Il supermissile di Putin minaccia l'Occidente "Ora dovrete ascoltarci"

Il presidente russo svela le sue nuove armi: «Non possono essere intercettate dallo scudo»

Il supermissile di Putin minaccia l'Occidente "Ora dovrete ascoltarci"

«Ora ci ascolterete». Vladimir Putin sfrutta l'occasione dell'annuale discorso sullo stato della nazione per inviare un messaggio agli Stati Uniti e ai loro alleati europei. Un messaggio minaccioso come i due nuovi missili supertecnologici di cui il leader russo annuncia l'aggiunta al suo arsenale.
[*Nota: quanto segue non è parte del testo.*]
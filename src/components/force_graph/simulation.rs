//! Tick-based force layout.
//!
//! The simulation exclusively owns every node's position, velocity and pin.
//! Everything else addresses nodes by index and reads positions back, and the
//! only write path is [`Simulation::pin`] / [`Simulation::unpin`].
//!
//! Each tick runs, in order: link springs and many-body charge (velocity),
//! integration with velocity decay, centering, then a positional collision
//! pass that has the final word on where unpinned nodes end up.

use std::collections::HashMap;
use std::f64::consts::PI;

use log::debug;

use super::types::{GraphData, GraphError};

#[derive(Clone, Copy, Debug, Default, PartialEq)]
pub struct Point {
	pub x: f64,
	pub y: f64,
}

impl Point {
	pub fn new(x: f64, y: f64) -> Self {
		Self { x, y }
	}

	#[cfg(test)]
	pub fn distance(self, other: Point) -> f64 {
		((self.x - other.x).powi(2) + (self.y - other.y).powi(2)).sqrt()
	}
}

#[derive(Clone, Debug)]
pub struct SimulationConfig {
	/// Rest length of every link spring.
	pub link_distance: f64,
	/// Many-body strength; negative repels.
	pub charge_strength: f64,
	/// Pairs further apart than this do not interact.
	pub charge_distance_max: f64,
	pub collision_radius: f64,
	/// Fraction of the centroid offset removed per tick.
	pub center_strength: f64,
	/// Fraction of velocity lost per tick.
	pub velocity_decay: f64,
	pub alpha_min: f64,
	pub alpha_decay: f64,
	/// Alpha target held while a node is being dragged.
	pub drag_alpha_target: f64,
	pub collision_iterations: usize,
}

impl Default for SimulationConfig {
	fn default() -> Self {
		let alpha_min: f64 = 0.001;
		Self {
			link_distance: 150.0,
			charge_strength: -800.0,
			charge_distance_max: 350.0,
			collision_radius: 60.0,
			center_strength: 0.5,
			velocity_decay: 0.7,
			alpha_min,
			alpha_decay: 1.0 - alpha_min.powf(1.0 / 300.0),
			drag_alpha_target: 0.3,
			collision_iterations: 128,
		}
	}
}

const CHARGE_DISTANCE_MIN_SQ: f64 = 1.0;
const COLLISION_SLOP: f64 = 1e-4;

#[derive(Clone, Copy, Debug, PartialEq, Eq)]
enum RunState {
	Running,
	Idle,
	Stopped,
}

#[derive(Clone, Debug, Default)]
struct Body {
	pos: Point,
	vel: Point,
	pin: Option<Point>,
}

#[derive(Clone, Debug)]
struct Spring {
	source: usize,
	target: usize,
	strength: f64,
	bias: f64,
}

/// Positions delivered to the renderer after a tick.
#[derive(Clone, Debug, PartialEq)]
pub struct TickSnapshot {
	pub generation: u64,
	pub alpha: f64,
	pub positions: Vec<Point>,
	pub pinned: Vec<usize>,
}

pub struct Simulation {
	config: SimulationConfig,
	bodies: Vec<Body>,
	springs: Vec<Spring>,
	center: Point,
	alpha: f64,
	alpha_target: f64,
	generation: u64,
	state: RunState,
}

impl Simulation {
	/// Lays the nodes out on a phyllotaxis spiral around `center` and starts
	/// at full energy.
	pub fn new(
		data: &GraphData,
		center: Point,
		config: SimulationConfig,
		generation: u64,
	) -> Result<Self, GraphError> {
		data.validate()?;

		let index: HashMap<&str, usize> = data
			.nodes
			.iter()
			.enumerate()
			.map(|(i, n)| (n.id.as_str(), i))
			.collect();

		let golden_angle = PI * (3.0 - 5.0_f64.sqrt());
		let bodies = (0..data.nodes.len())
			.map(|i| {
				let (radius, angle) = (10.0 * (0.5 + i as f64).sqrt(), i as f64 * golden_angle);
				Body {
					pos: Point::new(
						center.x + radius * angle.cos(),
						center.y + radius * angle.sin(),
					),
					..Default::default()
				}
			})
			.collect();

		let mut degree = vec![0usize; data.nodes.len()];
		let pairs: Vec<(usize, usize)> = data
			.links
			.iter()
			.map(|l| (index[l.source.as_str()], index[l.target.as_str()]))
			.collect();
		for &(s, t) in &pairs {
			degree[s] += 1;
			degree[t] += 1;
		}
		let springs = pairs
			.into_iter()
			.map(|(source, target)| {
				let (ds, dt) = (degree[source] as f64, degree[target] as f64);
				Spring {
					source,
					target,
					strength: 1.0 / ds.min(dt),
					bias: ds / (ds + dt),
				}
			})
			.collect();

		debug!(
			"simulation #{generation}: {} nodes, {} links",
			data.nodes.len(),
			data.links.len()
		);

		Ok(Self {
			config,
			bodies,
			springs,
			center,
			alpha: 1.0,
			alpha_target: 0.0,
			generation,
			state: RunState::Running,
		})
	}

	pub fn len(&self) -> usize {
		self.bodies.len()
	}

	pub fn generation(&self) -> u64 {
		self.generation
	}

	pub fn config(&self) -> &SimulationConfig {
		&self.config
	}

	pub fn set_alpha(&mut self, alpha: f64) {
		self.alpha = alpha.clamp(0.0, 1.0);
	}

	pub fn set_alpha_target(&mut self, target: f64) {
		self.alpha_target = target.clamp(0.0, 1.0);
	}

	pub fn position(&self, idx: usize) -> Option<Point> {
		self.bodies.get(idx).map(|b| b.pos)
	}

	#[cfg(test)]
	pub fn velocity(&self, idx: usize) -> Option<Point> {
		self.bodies.get(idx).map(|b| b.vel)
	}

	pub fn positions(&self) -> Vec<Point> {
		self.bodies.iter().map(|b| b.pos).collect()
	}

	pub fn pinned(&self) -> Vec<usize> {
		(0..self.bodies.len())
			.filter(|&i| self.bodies[i].pin.is_some())
			.collect()
	}

	pub fn is_pinned(&self, idx: usize) -> bool {
		self.bodies.get(idx).is_some_and(|b| b.pin.is_some())
	}

	/// Fixes a node at `at` until [`Simulation::unpin`].
	pub fn pin(&mut self, idx: usize, at: Point) {
		if let Some(body) = self.bodies.get_mut(idx) {
			body.pin = Some(at);
			body.pos = at;
			body.vel = Point::default();
		}
	}

	pub fn unpin(&mut self, idx: usize) {
		if let Some(body) = self.bodies.get_mut(idx) {
			body.pin = None;
		}
	}

	#[cfg(test)]
	pub fn is_idle(&self) -> bool {
		self.state == RunState::Idle
	}

	#[cfg(test)]
	pub fn is_stopped(&self) -> bool {
		self.state == RunState::Stopped
	}

	/// Resumes ticking from the current positions and velocities.
	pub fn restart(&mut self) {
		if self.state == RunState::Idle {
			debug!("simulation #{} reheated", self.generation);
			self.state = RunState::Running;
		}
	}

	/// Halts the simulation for good; later ticks produce nothing.
	pub fn stop(&mut self) {
		if self.state != RunState::Stopped {
			debug!("simulation #{} stopped", self.generation);
			self.state = RunState::Stopped;
		}
	}

	/// Advances one step. Returns `None` once idle or stopped.
	pub fn tick(&mut self) -> Option<TickSnapshot> {
		if self.state != RunState::Running {
			return None;
		}

		self.alpha += (self.alpha_target - self.alpha) * self.config.alpha_decay;

		self.apply_links();
		self.apply_charge();
		self.integrate();
		self.apply_center();
		self.resolve_collisions();

		if self.alpha < self.config.alpha_min {
			debug!("simulation #{} idle", self.generation);
			self.state = RunState::Idle;
		}

		Some(self.snapshot())
	}

	pub fn snapshot(&self) -> TickSnapshot {
		TickSnapshot {
			generation: self.generation,
			alpha: self.alpha,
			positions: self.positions(),
			pinned: self.pinned(),
		}
	}

	fn apply_links(&mut self) {
		let (distance, alpha) = (self.config.link_distance, self.alpha);
		for (k, spring) in self.springs.iter().enumerate() {
			let (s, t) = (&self.bodies[spring.source], &self.bodies[spring.target]);
			let mut dx = t.pos.x + t.vel.x - s.pos.x - s.vel.x;
			let mut dy = t.pos.y + t.vel.y - s.pos.y - s.vel.y;
			if dx == 0.0 && dy == 0.0 {
				(dx, dy) = jiggle(spring.source, spring.target + k);
			}
			let len = (dx * dx + dy * dy).sqrt();
			let scale = (len - distance) / len * alpha * spring.strength;
			let (dx, dy) = (dx * scale, dy * scale);

			let target = &mut self.bodies[spring.target];
			target.vel.x -= dx * spring.bias;
			target.vel.y -= dy * spring.bias;
			let source = &mut self.bodies[spring.source];
			source.vel.x += dx * (1.0 - spring.bias);
			source.vel.y += dy * (1.0 - spring.bias);
		}
	}

	fn apply_charge(&mut self) {
		let n = self.bodies.len();
		let max_sq = self.config.charge_distance_max * self.config.charge_distance_max;
		let weight = self.config.charge_strength * self.alpha;

		for i in 0..n {
			let (mut ax, mut ay) = (0.0, 0.0);
			let pi = self.bodies[i].pos;
			for j in 0..n {
				if i == j {
					continue;
				}
				let pj = self.bodies[j].pos;
				let (mut dx, mut dy) = (pj.x - pi.x, pj.y - pi.y);
				let mut l = dx * dx + dy * dy;
				if l >= max_sq {
					continue;
				}
				if dx == 0.0 && dy == 0.0 {
					(dx, dy) = jiggle(i.min(j), i.max(j));
					if i > j {
						(dx, dy) = (-dx, -dy);
					}
					l = dx * dx + dy * dy;
				}
				if l < CHARGE_DISTANCE_MIN_SQ {
					l = (CHARGE_DISTANCE_MIN_SQ * l).sqrt();
				}
				ax += dx * weight / l;
				ay += dy * weight / l;
			}
			self.bodies[i].vel.x += ax;
			self.bodies[i].vel.y += ay;
		}
	}

	fn integrate(&mut self) {
		let keep = 1.0 - self.config.velocity_decay;
		for body in &mut self.bodies {
			match body.pin {
				Some(pin) => {
					body.pos = pin;
					body.vel = Point::default();
				}
				None => {
					body.vel.x *= keep;
					body.vel.y *= keep;
					body.pos.x += body.vel.x;
					body.pos.y += body.vel.y;
				}
			}
		}
	}

	fn apply_center(&mut self) {
		let n = self.bodies.len() as f64;
		if n == 0.0 {
			return;
		}
		let (sx, sy) = self
			.bodies
			.iter()
			.fold((0.0, 0.0), |(sx, sy), b| (sx + b.pos.x, sy + b.pos.y));
		let shift_x = (sx / n - self.center.x) * self.config.center_strength;
		let shift_y = (sy / n - self.center.y) * self.config.center_strength;
		for body in self.bodies.iter_mut().filter(|b| b.pin.is_none()) {
			body.pos.x -= shift_x;
			body.pos.y -= shift_y;
		}
	}

	/// Pushes overlapping discs apart until none overlap or the iteration
	/// budget runs out. Pinned nodes never move.
	fn resolve_collisions(&mut self) {
		let n = self.bodies.len();
		let min_distance = self.config.collision_radius * 2.0;

		for _ in 0..self.config.collision_iterations {
			let mut moved = false;
			for i in 0..n {
				for j in (i + 1)..n {
					let (a, b) = (self.bodies[i].pos, self.bodies[j].pos);
					let (mut dx, mut dy) = (b.x - a.x, b.y - a.y);
					let mut distance = (dx * dx + dy * dy).sqrt();
					if distance >= min_distance {
						continue;
					}
					if distance == 0.0 {
						(dx, dy) = jiggle(i, j);
						distance = (dx * dx + dy * dy).sqrt();
					}

					let (pin_a, pin_b) = (self.bodies[i].pin.is_some(), self.bodies[j].pin.is_some());
					let share_a = match (pin_a, pin_b) {
						(true, true) => continue,
						(true, false) => 0.0,
						(false, true) => 1.0,
						(false, false) => 0.5,
					};

					let push = (min_distance - distance + COLLISION_SLOP) / distance;
					let (px, py) = (dx * push, dy * push);
					self.bodies[i].pos.x -= px * share_a;
					self.bodies[i].pos.y -= py * share_a;
					self.bodies[j].pos.x += px * (1.0 - share_a);
					self.bodies[j].pos.y += py * (1.0 - share_a);
					moved = true;
				}
			}
			if !moved {
				break;
			}
		}
	}
}

/// Tiny deterministic direction for coincident points.
fn jiggle(a: usize, b: usize) -> (f64, f64) {
	let angle = ((a as f64) * 0.618_034 + (b as f64) * 0.414_214 + 0.37) * std::f64::consts::TAU;
	(angle.cos() * 1e-6, angle.sin() * 1e-6)
}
Putin - che tra sedici giorni sarà certamente rieletto presidente in elezioni che non potranno riservare alcuna sorpresa - solletica consapevolmente l'orgoglio nazionale del suo elettorato di riferimento, e in diretta tv a reti unificate sfida quello che la maggioranza dell'opinione pubblica russa non ha mai cessato di considerare il vero nemico della Russia anche dopo il collasso dell'Unione Sovietica: l'Occidente a guida americana.

Il nuovo supermissile balistico Sarmat - ha scandito il presidente russo mentre immagini e grafici si susseguivano su grandi schermi alle sue spalle - «ha una gittata praticamente illimitata, può raggiungere ogni punto del mondo», mentre il nuovo missile da crociera ipersonico «rende inutile lo scudo antimissile americano. Nessuno al mondo ha per ora nulla di simile».
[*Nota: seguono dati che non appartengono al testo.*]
use std::collections::HashMap;

/// One hour, in milliseconds.
pub const DEFAULT_TTL_MS: f64 = 60.0 * 60.0 * 1000.0;

struct CacheEntry<V> {
	value: V,
	stored_at: f64,
}

/// String-keyed response cache with a fixed freshness window.
///
/// Timestamps are milliseconds supplied by the caller, so the cache itself
/// has no clock and behaves the same in the browser and in tests.
pub struct ResponseCache<V> {
	entries: HashMap<String, CacheEntry<V>>,
	ttl_ms: f64,
}

impl<V: Clone> ResponseCache<V> {
	pub fn new(ttl_ms: f64) -> Self {
		Self {
			entries: HashMap::new(),
			ttl_ms,
		}
	}

	/// Returns a fresh entry, evicting it instead if it has expired.
	pub fn get(&mut self, key: &str, now: f64) -> Option<V> {
		let expired = now - self.entries.get(key)?.stored_at > self.ttl_ms;
		if expired {
			self.entries.remove(key);
			return None;
		}
		self.entries.get(key).map(|entry| entry.value.clone())
	}

	pub fn insert(&mut self, key: impl Into<String>, value: V, now: f64) {
		self.entries.insert(
			key.into(),
			CacheEntry {
				value,
				stored_at: now,
			},
		);
	}

	#[cfg(test)]
	pub fn len(&self) -> usize {
		self.entries.len()
	}

	#[cfg(test)]
	pub fn is_empty(&self) -> bool {
		self.entries.is_empty()
	}
}

impl<V: Clone> Default for ResponseCache<V> {
	fn default() -> Self {
		Self::new(DEFAULT_TTL_MS)
	}
}

/// Wall-clock milliseconds.
pub fn now_ms() -> f64 {
	#[cfg(target_arch = "wasm32")]
	{
		js_sys::Date::now()
	}
	#[cfg(not(target_arch = "wasm32"))]
	{
		std::time::SystemTime::now()
			.duration_since(std::time::UNIX_EPOCH)
			.map(|d| d.as_secs_f64() * 1000.0)
			.unwrap_or_default()
	}
}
Putin lancia insomma la sfida a Washington, prendendosi consapevolmente il rischio di trascinare la Russia in una nuova corsa agli armamenti. L'ultima volta che Mosca aveva fatto qualcosa di simile dall'altra parte c'era Ronald Reagan: finì con Gorbaciov liquidatore fallimentare di un'Urss fatta a pezzi in una guerra fredda in cui vinsero i dollari, la strapotente economia americana contro un sistema illiberale, ingessato e obsoleto. Oggi dall'altra parte c'è il «presidente per caso» Donald Trump e forse non è un caso che Putin ritenga che sia giunto il momento di alzare la voce ancor più di quanto già non facesse con Barack Obama.

La questione dello scudo antimissile americano è molto sensibile per il Cremlino. Che non ha mai digerito che Washington abbia installato le sue batterie in Polonia e in Romania, due Paesi di quell'Est europeo che da quando si è liberato dalla tutela forzosa di Mosca si è rifugiato sotto l'ala protettiva della Nato. Gli Usa sostengono che le batterie servono a proteggere l'Europa dall'Iran, ma Putin vede in questa mossa e nell'uscita unilaterale degli Usa dal trattato Abm (anti missili balistici) firmato con l'Urss nel 1972 una minaccia ai suoi confini.
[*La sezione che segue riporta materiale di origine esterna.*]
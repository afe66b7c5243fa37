use web_sys::{CanvasRenderingContext2d, HtmlImageElement};

use super::state::{CARD_HEIGHT, CARD_LEFT, CARD_TOP, CARD_WIDTH, ForceGraphState};
use super::types::GraphData;

const BACKGROUND: &str = "#ffffff";
const DIM_ALPHA: f64 = 0.25;
const IMAGE_INSET: f64 = 2.0;
const LABEL_OFFSET_Y: f64 = 60.0;
const LABEL_PADDING: f64 = 2.0;
const LABEL_FONT_PX: f64 = 12.0;

/// Artwork for each node of the current generation, by node index.
pub fn load_images(data: &GraphData) -> Vec<Option<HtmlImageElement>> {
	data.nodes
		.iter()
		.map(|node| {
			let src = node.image.as_deref()?;
			let img = HtmlImageElement::new().ok()?;
			img.set_src(src);
			Some(img)
		})
		.collect()
}

pub fn clear(ctx: &CanvasRenderingContext2d, width: f64, height: f64) {
	ctx.set_fill_style_str(BACKGROUND);
	ctx.fill_rect(0.0, 0.0, width, height);
}

pub fn render(
	state: &ForceGraphState,
	ctx: &CanvasRenderingContext2d,
	images: &[Option<HtmlImageElement>],
) {
	clear(ctx, state.width, state.height);
	ctx.save();
	let _ = ctx.translate(state.transform.x, state.transform.y);
	let _ = ctx.scale(state.transform.k, state.transform.k);
	draw_links(state, ctx);
	draw_nodes(state, ctx, images);
	ctx.restore();
}

fn draw_links(state: &ForceGraphState, ctx: &CanvasRenderingContext2d) {
	let Some(snapshot) = state.snapshot() else {
		return;
	};
	let has_highlight = state.has_active_highlight();

	ctx.set_stroke_style_str("#999");
	for (link, &(src, tgt)) in state.data.links.iter().zip(state.edges()) {
		let (Some(a), Some(b)) = (snapshot.positions.get(src), snapshot.positions.get(tgt)) else {
			continue;
		};
		let lit = !has_highlight || (state.is_highlighted(src) && state.is_highlighted(tgt));
		ctx.set_global_alpha(if lit { 0.6 } else { 0.6 * DIM_ALPHA });
		ctx.set_line_width(link.weight.max(0.0).sqrt());
		ctx.begin_path();
		ctx.move_to(a.x, a.y);
		ctx.line_to(b.x, b.y);
		ctx.stroke();
	}
	ctx.set_global_alpha(1.0);
}

fn draw_nodes(
	state: &ForceGraphState,
	ctx: &CanvasRenderingContext2d,
	images: &[Option<HtmlImageElement>],
) {
	let Some(snapshot) = state.snapshot() else {
		return;
	};
	let has_highlight = state.has_active_highlight();

	ctx.set_font(&format!("500 {LABEL_FONT_PX}px sans-serif"));
	ctx.set_text_align("center");

	for (idx, (node, p)) in state.data.nodes.iter().zip(&snapshot.positions).enumerate() {
		let alpha = if has_highlight && !state.is_highlighted(idx) {
			DIM_ALPHA
		} else {
			1.0
		};
		ctx.set_global_alpha(alpha);

		// Placeholder background, visible even without artwork.
		rounded_rect(ctx, p.x + CARD_LEFT, p.y + CARD_TOP, CARD_WIDTH, CARD_HEIGHT, 3.0);
		ctx.set_fill_style_str("white");
		ctx.fill();
		ctx.set_stroke_style_str(if state.hover.node == Some(idx) { "#3b82f6" } else { "#ddd" });
		ctx.set_line_width(1.0);
		ctx.stroke();

		if let Some(Some(img)) = images.get(idx) {
			if img.complete() && img.natural_width() > 0 {
				let _ = ctx.draw_image_with_html_image_element_and_dw_and_dh(
					img,
					p.x + CARD_LEFT + IMAGE_INSET,
					p.y + CARD_TOP + IMAGE_INSET,
					CARD_WIDTH - IMAGE_INSET * 2.0,
					CARD_HEIGHT - IMAGE_INSET * 2.0,
				);
			}
		}

		let label_y = p.y + LABEL_OFFSET_Y;
		if let Ok(metrics) = ctx.measure_text(&node.name) {
			let w = metrics.width();
			rounded_rect(
				ctx,
				p.x - w / 2.0 - LABEL_PADDING,
				label_y - LABEL_FONT_PX - LABEL_PADDING,
				w + LABEL_PADDING * 2.0,
				LABEL_FONT_PX + LABEL_PADDING * 3.0,
				2.0,
			);
			ctx.set_fill_style_str("white");
			ctx.fill();
		}
		ctx.set_fill_style_str("#111827");
		let _ = ctx.fill_text(&node.name, p.x, label_y);
	}
	ctx.set_global_alpha(1.0);
}

fn rounded_rect(ctx: &CanvasRenderingContext2d, x: f64, y: f64, w: f64, h: f64, r: f64) {
	ctx.begin_path();
	ctx.move_to(x + r, y);
	let _ = ctx.arc_to(x + w, y, x + w, y + h, r);
	let _ = ctx.arc_to(x + w, y + h, x, y + h, r);
	let _ = ctx.arc_to(x, y + h, x, y, r);
	let _ = ctx.arc_to(x, y, x + w, y, r);
	ctx.close_path();
}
Che questa sia la verità o un pretesto per rilanciare una politica estera aggressiva rimane da vedere: certamente in politica interna è interesse prioritario di Putin conservare un forte sostegno popolare, e in una Russia nostalgica del suo status di superpotenza mondiale questo è facile da ottenere rilanciando la grandeur militare.

In verità Putin, una volta agitato il bastone dei missili, non ha mancato di usare la carota dell'offerta del dialogo. «Abbiamo detto diverse volte ai nostri partner che avremmo preso delle misure in risposta al dislocamento dei sistemi antimissili americani - ha detto il presidente russo tra gli applausi - ma la Russia non minaccia e non intende aggredire nessuno» e anzi «auspica una collaborazione equa e paritaria».

Si vedrà. Una cosa è certa: da oggi nei rapporti tra Russia e Occidente qualcosa di importante è cambiato, qualche vecchio equilibrio si è incrinato.

E quando un eccitato Putin ha detto che «qualsiasi uso di armi nucleari contro la Russia o contro i suoi partner, grandi o piccoli, sarà considerato come un attacco nucleare e la nostra risposta sarà istantanea» ci teneva molto a essere preso sul serio: «Questo - ha detto con durezza - non è un bluff». Forse pensava a Obama e alle sue ipotetiche linee rosse in Siria, forse a Trump e alle sue vuote minacce a Kim Jong-un.